» **What you will do**
This exercise calls for every line of the listing below that contains the word "RecordSchema".

┌────────

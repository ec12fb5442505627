//! Ordered sequences of named fields.

use crate::{schema_for, Codec, Cursor, Error, Record, RecordSchema, Type, Value};
use bytes::BufMut;
use std::{
    collections::hash_map::DefaultHasher,
    hash::{Hash, Hasher},
    sync::{Arc, OnceLock},
};
use tracing::trace;

/// Named fields encoded back to back in declaration order, read and written as [Value::Record].
///
/// The record produced by [Codec::read] uses the registered schema for the field names, so
/// it compares equal to any record (or map) holding the same fields and values.
#[derive(Clone, Debug)]
pub struct Composed {
    fields: Arc<[(String, Type)]>,
    schema: Arc<RecordSchema>,
    digest: OnceLock<u64>,
}

impl Composed {
    /// Creates a composed type from `(name, type)` pairs in wire order.
    ///
    /// Returns [Error::DuplicateField] if a name appears more than once.
    pub fn new<I, S, T>(fields: I) -> Result<Self, Error>
    where
        I: IntoIterator<Item = (S, T)>,
        S: Into<String>,
        T: Into<Type>,
    {
        let fields: Arc<[(String, Type)]> = fields
            .into_iter()
            .map(|(name, ty)| (name.into(), ty.into()))
            .collect();
        let schema = schema_for(fields.iter().map(|(name, _)| name.clone()))?;
        Ok(Self {
            fields,
            schema,
            digest: OnceLock::new(),
        })
    }

    /// Returns the fields in wire order.
    pub fn fields(&self) -> &[(String, Type)] {
        &self.fields
    }

    pub fn schema(&self) -> &Arc<RecordSchema> {
        &self.schema
    }

    /// Returns an empty record with this type's fields.
    pub fn record(&self) -> Record {
        Record::with_schema(self.schema.clone())
    }

    /// Returns `value` as a record holding exactly this type's fields, all set.
    fn value<'a>(&self, value: &'a Value) -> Result<&'a Record, Error> {
        let record = value.as_record().ok_or(Error::UnexpectedValue {
            expected: "record",
            found: value.kind(),
        })?;
        if record.schema().names() != self.schema.names() || !record.is_complete() {
            return Err(Error::FieldSetMismatch {
                expected: self.schema.names().to_vec(),
                found: record
                    .iter()
                    .filter(|(_, value)| value.is_some())
                    .map(|(name, _)| name.to_string())
                    .collect(),
            });
        }
        Ok(record)
    }

    fn field<'a>(record: &'a Record, name: &str) -> Result<&'a Value, Error> {
        // Presence was checked against the schema.
        record
            .get(name)
            .ok_or_else(|| Error::UnknownField(name.to_string()))
    }
}

impl Codec for Composed {
    fn read(&self, mut cursor: Cursor) -> Result<(Value, Cursor), Error> {
        let mut record = self.record();
        for (name, ty) in self.fields.iter() {
            let (value, next) = ty.read(cursor).map_err(|err| err.in_field(name))?;
            trace!(field = name.as_str(), offset = next.offset(), "read field");
            record.set(name, value)?;
            cursor = next;
        }
        Ok((Value::Record(record), cursor))
    }

    fn write(&self, buf: &mut impl BufMut, value: &Value) -> Result<(), Error> {
        let record = self.value(value)?;
        for (name, ty) in self.fields.iter() {
            ty.write(buf, Self::field(record, name)?)
                .map_err(|err| err.in_field(name))?;
        }
        Ok(())
    }

    fn encode_size(&self, value: &Value) -> Result<usize, Error> {
        let record = self.value(value)?;
        self.fields.iter().try_fold(0, |size, (name, ty)| {
            let len = ty
                .encode_size(Self::field(record, name)?)
                .map_err(|err| err.in_field(name))?;
            Ok(size + len)
        })
    }
}

impl PartialEq for Composed {
    fn eq(&self, other: &Self) -> bool {
        Arc::ptr_eq(&self.fields, &other.fields) || self.fields == other.fields
    }
}

impl Eq for Composed {}

impl Hash for Composed {
    fn hash<H: Hasher>(&self, state: &mut H) {
        let digest = self.digest.get_or_init(|| {
            let mut hasher = DefaultHasher::new();
            self.fields.hash(&mut hasher);
            hasher.finish()
        });
        state.write_u64(*digest);
    }
}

└────────

» **Answer area**
use crate::{schema_for, Codec, Cursor, Error, Record, RecordSchema, Type, Value};
    schema: Arc<RecordSchema>,
    pub fn schema(&self) -> &Arc<RecordSchema> {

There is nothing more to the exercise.